Because there were no gods. There was nobody to protect good people from bad happenings, nobody to reward the most glorious of battlers with the strength they so clearly earned, there was nobody to send their beauty to a girl worthy enough of Shouto's interest to appease his father's evereager hunger for more offspring. He knew how his parents tarried, he knew that how often they presented him with promising candidates was only a portion of the rejected ones. He knew they worried he took no bedmates.

He knew.

Anyway, if the gods really did send someone, any girl so perfect was too perfect for Shouto, face scarred and heart cold.

Even then, Shouto doubted a girl so perfect could awaken whatever it was inside of him that seemed to never have been lit at all, the burning passion so many of his comrades boasted.

Shouto took in another breath of the sea; light from the setting sun glanced off her intermittently through the clouds, blinding pinpricks into his sight. But he forced himself to keep watching.

If there were gods, they long since would have given him a reward, for how hard he worked to appease them. A strength far larger than what his current body could give. A sword sharp enough to split strands of thread. A speed that could bring him ever closer to being worthy of his father's title. Anything to prove that the gods were watching the prince of their most beautiful domain.

The sea was lapping at his ankles, now, his sandals soaked and unable to care. Each wave crashing to the shore seemed to pull him further towards where they receded to, tempting him, begging him, to dance farther out.

If he stayed in one place, would the tide take his feet anyway? If he moved forward, would there ever be any trace that he had been there?

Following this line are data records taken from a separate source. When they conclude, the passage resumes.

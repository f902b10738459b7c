//! Core types for the agreement protocol.
//!
//! Defines the block type agreed upon, the step and per-height state of the
//! round state machine, committed seals, and the read-only snapshot published
//! to other threads.

use {
    serde::{Deserialize, Serialize},
    solana_hash::Hash,
    solana_pubkey::Pubkey,
    solana_signature::Signature,
    std::fmt,
};

// ---------------------------------------------------------------------------
// Block types
// ---------------------------------------------------------------------------

/// A block proposed by a leader during the Propose step.
///
/// The core treats transactions as opaque bytes; semantic validation is the
/// backend's job.
#[derive(Debug, Clone, PartialEq, Eq, Serialize, Deserialize)]
pub struct ProposedBlock {
    /// Hash of the parent (previous committed) block.
    pub parent_hash: Hash,
    /// Block height (monotonically increasing).
    pub height: u64,
    /// Unix timestamp in milliseconds when the block was proposed.
    pub timestamp: i64,
    /// Serialized transactions included in this block.
    pub transactions: Vec<Vec<u8>>,
    /// Merkle root of the post-execution state.
    pub state_root: Hash,
    /// Public key of the proposer.
    pub proposer: Pubkey,
}

impl ProposedBlock {
    /// Compute a deterministic hash for this block.
    pub fn hash(&self) -> Hash {
        let transactions_root = self.transactions_root();
        solana_sha256_hasher::hashv(&[
            self.parent_hash.as_ref(),
            &self.height.to_le_bytes(),
            &self.timestamp.to_le_bytes(),
            transactions_root.as_ref(),
            self.state_root.as_ref(),
            self.proposer.as_ref(),
        ])
    }

    /// Hash of the transaction count followed by one length-framed digest
    /// per transaction.
    fn transactions_root(&self) -> Hash {
        let count = (self.transactions.len() as u64).to_le_bytes();
        let leaves: Vec<Hash> = self
            .transactions
            .iter()
            .map(|tx| {
                let len = (tx.len() as u64).to_le_bytes();
                solana_sha256_hasher::hashv(&[&len[..], tx.as_slice()])
            })
            .collect();
        let mut parts: Vec<&[u8]> = Vec::with_capacity(leaves.len().saturating_add(1));
        parts.push(&count[..]);
        parts.extend(leaves.iter().map(|leaf| leaf.as_ref()));
        solana_sha256_hasher::hashv(&parts)
    }
}

/// A precommit signature over `(Precommit, round, height, hash)`, collected
/// from the precommit quorum and handed to the commit collaborator.
#[derive(Debug, Clone, PartialEq, Eq, Serialize, Deserialize)]
pub struct CommittedSeal {
    pub signer: Pubkey,
    pub signature: Signature,
}

// ---------------------------------------------------------------------------
// Consensus state
// ---------------------------------------------------------------------------

/// The step within a single consensus round.
#[derive(Debug, Clone, Copy, PartialEq, Eq, PartialOrd, Ord, Hash)]
pub enum ConsensusStep {
    /// Waiting for a proposal from the designated leader.
    Propose,
    /// Prevote sent, collecting prevotes.
    Prevote,
    /// Precommit sent, collecting precommits.
    Precommit,
    /// A decision was handed to the commit collaborator; waiting for the
    /// confirmation that ends the height.
    Commit,
}

impl fmt::Display for ConsensusStep {
    fn fmt(&self, f: &mut fmt::Formatter<'_>) -> fmt::Result {
        match self {
            ConsensusStep::Propose => write!(f, "Propose"),
            ConsensusStep::Prevote => write!(f, "Prevote"),
            ConsensusStep::Precommit => write!(f, "Precommit"),
            ConsensusStep::Commit => write!(f, "Commit"),
        }
    }
}

/// A block together with the round it was locked on or observed valid in.
#[derive(Debug, Clone, PartialEq, Eq)]
pub struct RoundValue {
    pub round: u32,
    pub block: ProposedBlock,
}

/// Full state of the round state machine at one height.
///
/// `locked` and `valid` pair the value with its round so that one is never
/// present without the other.
#[derive(Debug, Clone, PartialEq, Eq)]
pub struct ConsensusState {
    pub height: u64,
    pub round: u32,
    pub step: ConsensusStep,
    /// Value this node precommitted and will not prevote against.
    pub locked: Option<RoundValue>,
    /// Most recent value seen with a prevote quorum and a verified proposal.
    pub valid: Option<RoundValue>,
    pub sent_proposal: bool,
    pub sent_prevote: bool,
    pub sent_precommit: bool,
    /// Set once the prevote timeout has been armed in this round.
    pub prevote_timeout_scheduled: bool,
    /// Set once the precommit timeout has been armed in this round.
    pub precommit_timeout_scheduled: bool,
    /// Set once a prevote quorum for the round's proposal was acted upon.
    pub polka_observed: bool,
    pub decision: Option<RoundValue>,
    /// Whether the commit collaborator accepted the current decision.
    pub commit_requested: bool,
}

impl ConsensusState {
    /// Create a fresh state for a new height.
    pub fn new(height: u64) -> Self {
        Self {
            height,
            round: 0,
            step: ConsensusStep::Propose,
            locked: None,
            valid: None,
            sent_proposal: false,
            sent_prevote: false,
            sent_precommit: false,
            prevote_timeout_scheduled: false,
            precommit_timeout_scheduled: false,
            polka_observed: false,
            decision: None,
            commit_requested: false,
        }
    }

    /// Move to `round` within the same height. Locked and valid values are
    /// carried over; per-round flags are cleared.
    pub fn advance_round(&mut self, round: u32) {
        self.round = round;
        self.step = ConsensusStep::Propose;
        self.sent_proposal = false;
        self.sent_prevote = false;
        self.sent_precommit = false;
        self.prevote_timeout_scheduled = false;
        self.precommit_timeout_scheduled = false;
        self.polka_observed = false;
    }

    pub fn locked_round(&self) -> Option<u32> {
        self.locked.as_ref().map(|locked| locked.round)
    }

    pub fn valid_round(&self) -> Option<u32> {
        self.valid.as_ref().map(|valid| valid.round)
    }

    pub fn view(&self) -> RoundView {
        RoundView {
            height: self.height,
            round: self.round,
            step: self.step,
        }
    }
}

/// Snapshot of the core's position, published for readers on other threads.
#[derive(Debug, Clone, Copy, PartialEq, Eq)]
pub struct RoundView {
    pub height: u64,
    pub round: u32,
    pub step: ConsensusStep,
}

impl Default for RoundView {
    fn default() -> Self {
        ConsensusState::new(0).view()
    }
}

The sharp, warbling cry of the evening guard change startled him from his stupor.

Shamefully, Shouto turned away from the temptress before him, turning about to gaze upon the sand giving way to settlement behind him.

No guards bothered with the ocean; if there was an invasion, it would not come from here, the southern side of the island.

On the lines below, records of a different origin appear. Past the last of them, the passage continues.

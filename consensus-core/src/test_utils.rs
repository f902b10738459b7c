//! Helpers shared by unit tests and downstream test crates.
//!
//! Enabled with the `dev-context-only-utils` feature.

use {
    crate::{
        backend::ConsensusBackend,
        committee::Committee,
        engine::ConsensusEvent,
        error::{BackendError, MessageError},
        message::{committed_seal_payload, Codec, ConsensusPayload, Envelope, Proposal, Vote},
        types::{CommittedSeal, ProposedBlock},
    },
    crossbeam_channel::Sender,
    log::*,
    solana_hash::Hash,
    solana_keypair::Keypair,
    solana_pubkey::Pubkey,
    solana_signature::Signature,
    solana_signer::Signer,
    std::{
        collections::HashSet,
        sync::{
            atomic::{AtomicBool, Ordering},
            Mutex,
        },
        time::Duration,
    },
};

pub fn init_logging() {
    let _ = env_logger::builder()
        .is_test(true)
        .filter_level(log::LevelFilter::Info)
        .try_init();
}

pub fn make_keypairs(count: usize) -> Vec<Keypair> {
    (0..count).map(|_| Keypair::new()).collect()
}

/// Equal-power committee in the order of `keypairs`.
pub fn make_committee(keypairs: &[Keypair]) -> Committee {
    Committee::new(keypairs.iter().map(|keypair| (keypair.pubkey(), 1)).collect())
        .expect("valid committee")
}

/// A block at `height`; `tag` makes otherwise identical blocks distinct.
pub fn make_block(height: u64, proposer: Pubkey, tag: u8) -> ProposedBlock {
    ProposedBlock {
        parent_hash: Hash::new_from_array([height as u8; 32]),
        height,
        timestamp: 1_700_000_000_000 + height as i64,
        transactions: vec![vec![tag]],
        state_root: Hash::new_from_array([tag; 32]),
        proposer,
    }
}

fn sign_envelope(
    keypair: &Keypair,
    payload: ConsensusPayload,
    committed_seal: Option<Signature>,
) -> Vec<u8> {
    Envelope::new_signed::<_, MessageError>(&payload, keypair.pubkey(), committed_seal, |bytes| {
        Ok(keypair.sign_message(bytes))
    })
    .and_then(|envelope| envelope.encode())
    .expect("encodable envelope")
}

pub fn signed_proposal(
    keypair: &Keypair,
    height: u64,
    round: u32,
    valid_round: Option<u32>,
    block: ProposedBlock,
) -> Vec<u8> {
    sign_envelope(
        keypair,
        ConsensusPayload::Proposal(Proposal {
            height,
            round,
            valid_round,
            block,
        }),
        None,
    )
}

pub fn signed_prevote(
    keypair: &Keypair,
    height: u64,
    round: u32,
    block_hash: Option<Hash>,
) -> Vec<u8> {
    sign_envelope(
        keypair,
        ConsensusPayload::Prevote(Vote {
            height,
            round,
            block_hash,
        }),
        None,
    )
}

/// A precommit, sealed when it names a block.
pub fn signed_precommit(
    keypair: &Keypair,
    height: u64,
    round: u32,
    block_hash: Option<Hash>,
) -> Vec<u8> {
    let seal = block_hash
        .map(|hash| keypair.sign_message(&committed_seal_payload(height, round, &hash)));
    sign_envelope(
        keypair,
        ConsensusPayload::Precommit(Vote {
            height,
            round,
            block_hash,
        }),
        seal,
    )
}

#[derive(Debug, Clone, PartialEq, Eq)]
pub struct CommitRecord {
    pub block: ProposedBlock,
    pub round: u32,
    pub seals: Vec<CommittedSeal>,
}

#[derive(Debug, Default)]
struct Wiring {
    peers: Vec<Sender<ConsensusEvent>>,
    own: Option<Sender<ConsensusEvent>>,
}

/// In-memory backend: signs with a local keypair, records broadcasts and
/// commits, and optionally forwards them over channels to form a network.
#[derive(Debug)]
pub struct MemoryBackend {
    keypair: Keypair,
    committee: Committee,
    broadcasts: Mutex<Vec<Vec<u8>>>,
    commits: Mutex<Vec<CommitRecord>>,
    rejected: Mutex<HashSet<Hash>>,
    fail_signing: AtomicBool,
    fail_commit: AtomicBool,
    wiring: Mutex<Wiring>,
}

impl MemoryBackend {
    pub fn new(keypair: Keypair, committee: Committee) -> Self {
        Self {
            keypair,
            committee,
            broadcasts: Mutex::default(),
            commits: Mutex::default(),
            rejected: Mutex::default(),
            fail_signing: AtomicBool::new(false),
            fail_commit: AtomicBool::new(false),
            wiring: Mutex::default(),
        }
    }

    /// Forward broadcasts to `peers` and confirm commits on `own`.
    pub fn connect(&self, peers: Vec<Sender<ConsensusEvent>>, own: Sender<ConsensusEvent>) {
        let mut wiring = self.wiring.lock().unwrap();
        wiring.peers = peers;
        wiring.own = Some(own);
    }

    /// Every payload broadcast so far, decoded, oldest first.
    pub fn sent(&self) -> Vec<ConsensusPayload> {
        let codec = Codec::default();
        self.broadcasts
            .lock()
            .unwrap()
            .iter()
            .map(|bytes| codec.decode(bytes).expect("own broadcast decodes").1)
            .collect()
    }

    pub fn commits(&self) -> Vec<CommitRecord> {
        self.commits.lock().unwrap().clone()
    }

    pub fn reject_block(&self, hash: Hash) {
        self.rejected.lock().unwrap().insert(hash);
    }

    pub fn set_fail_signing(&self, fail: bool) {
        self.fail_signing.store(fail, Ordering::Relaxed);
    }

    pub fn set_fail_commit(&self, fail: bool) {
        self.fail_commit.store(fail, Ordering::Relaxed);
    }
}

impl ConsensusBackend for MemoryBackend {
    fn address(&self) -> Pubkey {
        self.keypair.pubkey()
    }

    fn verify_proposal(&self, block: &ProposedBlock) -> Result<Duration, BackendError> {
        if self.rejected.lock().unwrap().contains(&block.hash()) {
            return Err(BackendError::InvalidProposal(format!(
                "block {} rejected",
                block.hash()
            )));
        }
        Ok(Duration::ZERO)
    }

    fn sign(&self, payload: &[u8]) -> Result<Signature, BackendError> {
        if self.fail_signing.load(Ordering::Relaxed) {
            return Err(BackendError::Unavailable("signer offline".to_string()));
        }
        Ok(self.keypair.try_sign_message(payload)?)
    }

    fn broadcast(&self, _committee: &Committee, payload: Vec<u8>) -> Result<(), BackendError> {
        for peer in &self.wiring.lock().unwrap().peers {
            if peer.send(ConsensusEvent::Message(payload.clone())).is_err() {
                trace!("peer channel closed");
            }
        }
        self.broadcasts.lock().unwrap().push(payload);
        Ok(())
    }

    fn commit(
        &self,
        block: &ProposedBlock,
        round: u32,
        seals: Vec<CommittedSeal>,
    ) -> Result<(), BackendError> {
        if self.fail_commit.load(Ordering::Relaxed) {
            return Err(BackendError::Commit("store unavailable".to_string()));
        }
        self.commits.lock().unwrap().push(CommitRecord {
            block: block.clone(),
            round,
            seals,
        });
        if let Some(own) = &self.wiring.lock().unwrap().own {
            let _ = own.send(ConsensusEvent::CommitConfirmed(block.clone()));
        }
        Ok(())
    }

    fn committee_for_height(&self, _height: u64) -> Result<Committee, BackendError> {
        Ok(self.committee.clone())
    }

    fn candidate_block(&self, height: u64) -> Result<ProposedBlock, BackendError> {
        Ok(make_block(height, self.keypair.pubkey(), 0))
    }
}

Shouto turned his body to the left, to return home with his eyes away from the setting sun, when, in the shallows of the ocean, he noticed something.

A body had washed up on the shore, clothed only in sea foam.

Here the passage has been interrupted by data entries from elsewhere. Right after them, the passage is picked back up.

/// Tendermint agreement core for one replica.
pub struct ConsensusCore<B> {
    config: BftConfig,
    codec: Codec,
    backend: B,
    identity: Pubkey,
    committee: Committee,
    state: ConsensusState,
    messages: HeightMessageLog,
    timeouts: TimeoutScheduler,
    evidence: EvidenceCollector,
    /// Decoded but unauthenticated envelopes for upcoming heights.
    backlog: BTreeMap<u64, Vec<(Envelope, ConsensusPayload)>>,
    backlog_len: usize,
    started: bool,
}
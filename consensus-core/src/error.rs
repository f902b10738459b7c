use {
    crate::{config::ConfigError, message::MessageKind},
    solana_pubkey::Pubkey,
    solana_signer::SignerError,
    thiserror::Error,
};

/// Reasons an inbound envelope is rejected before it reaches the state machine.
#[derive(Error, Debug)]
pub enum MessageError {
    #[error("malformed message: {0}")]
    Decode(#[from] bincode::Error),

    #[error("message too large: {size} bytes (max {max} bytes)")]
    MessageTooLarge { size: usize, max: usize },

    #[error("round {round} outside [0, {max}]")]
    RoundOutOfRange { round: i64, max: u32 },

    #[error("valid round {valid_round} is not below round {round}")]
    InvalidValidRound { valid_round: i64, round: u32 },

    #[error("signature does not match claimed sender {0}")]
    SignatureMismatch(Pubkey),

    #[error("sender {0} is not a committee member")]
    UnauthorizedSender(Pubkey),

    #[error("precommit from {0} is missing its committed seal")]
    MissingCommittedSeal(Pubkey),

    #[error("committed seal from {0} does not verify")]
    InvalidCommittedSeal(Pubkey),

    #[error("{kind} from {sender} carries a committed seal")]
    UnexpectedCommittedSeal { kind: MessageKind, sender: Pubkey },
}

#[derive(Error, Debug, Clone, PartialEq, Eq)]
pub enum CommitteeError {
    #[error("committee is empty")]
    Empty,

    #[error("duplicate committee member {0}")]
    DuplicateMember(Pubkey),

    #[error("committee member {0} has zero voting power")]
    ZeroPower(Pubkey),

    #[error("total voting power overflows u64")]
    PowerOverflow,

    #[error("unknown sender {0}")]
    UnknownSender(Pubkey),
}

/// Failures reported by the external collaborators.
#[derive(Error, Debug)]
pub enum BackendError {
    #[error("invalid proposal: {0}")]
    InvalidProposal(String),

    #[error("signing failed: {0}")]
    Signing(#[from] SignerError),

    #[error("broadcast failed: {0}")]
    Broadcast(String),

    #[error("commit failed: {0}")]
    Commit(String),

    #[error("backend unavailable: {0}")]
    Unavailable(String),
}

#[derive(Error, Debug)]
pub enum CoreError {
    #[error(transparent)]
    Message(#[from] MessageError),

    #[error(transparent)]
    Committee(#[from] CommitteeError),

    #[error(transparent)]
    Backend(#[from] BackendError),

    #[error("invalid configuration: {0}")]
    Config(#[from] ConfigError),

    #[error("stale event for height {height} round {round}")]
    StaleEvent { height: u64, round: u32 },

    #[error("proposal for round {round} from {sender}, which is not the proposer")]
    NotFromProposer { sender: Pubkey, round: u32 },

    #[error("height {height} is beyond the backlog window (current {current})")]
    FutureHeight { height: u64, current: u64 },

    #[error("future-height backlog full ({0} messages)")]
    BacklogFull(usize),
}

#[derive(Error, Debug)]
pub enum ServiceError {
    #[error(transparent)]
    Core(#[from] CoreError),

    #[error("failed to spawn thread: {0}")]
    Spawn(#[from] std::io::Error),

    #[error("consensus event channel closed")]
    ChannelClosed,
}

pub type Result<T> = std::result::Result<T, CoreError>;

Shouto froze for only a moment before horrible curiosity kept him from crying out, forcing his feet forward instead.

He approached in abject terror, unsure of what he was meant to do as the ocean continued to lap across the body, a lithe, youthful body curled up on its front and slightly to one side, though as the waves continued to persuade the limp form, twisted it onto its back.

It was a young man, pale under hair that seemed black, but with an impossibly green highlight where the sun struck.

And he was still breathing.

Shouto didn't think much after that; immediately, he was crouched over the young man, grabbing him under the arms and hoisting him further up onto the beach. He didn't seem immediately wounded, though Shouto was captivated by the silvery scars that crossed his arms and legs, so many and so dense that they were like stretch marks.

Well, to say he was naked wouldn't have been entirely accurate; a few strands of thick kelp were wrapped around his legs and arms, a particularly long one wrapped from his hips to his right ankle, and he had a ring on his right hand, a simple gold band with an imprint of something Shouto couldn't quite make out in his shock.

"Hey, hey! Can you hear me? Who are you?" Shouto tried, having eased the young man's head against his thigh, not seeing any immediate signs of drowning. Freckles scattered across his skin like constellations, dense and varied in age, most concentrated across his cheekbones and shoulders, his hips and collarbone if Shouto looked close enough. The young man himself looked no older than Shouto, yet, with such a thin waist on a body that was clearly muscled, Shouto could not be certain if the body's trim belied a different truth than his face, with gently closed eyes and dark, thick eyelashes, lips that curved attractively, and were plush and almost pouty. "Please, are you alright?" Shouto tried again, beginning to size up the young man as he considered how hard he would have to work to carry him on his own.

Yet when he curled his arms around his shoulders, his knees, found that he lifted him far too easily, the young man far lighter than he should have been.

Shouto felt a stirring of something deep in his chest as the young man forced out a feeble sound, his eyes fluttering open, glimmering and emerald-green like the deepest depths of the beautiful, terrible sea, meeting with Shouto's for only a moment before closing again, the young man drifting out of consciousness as easily as he had drifted into it.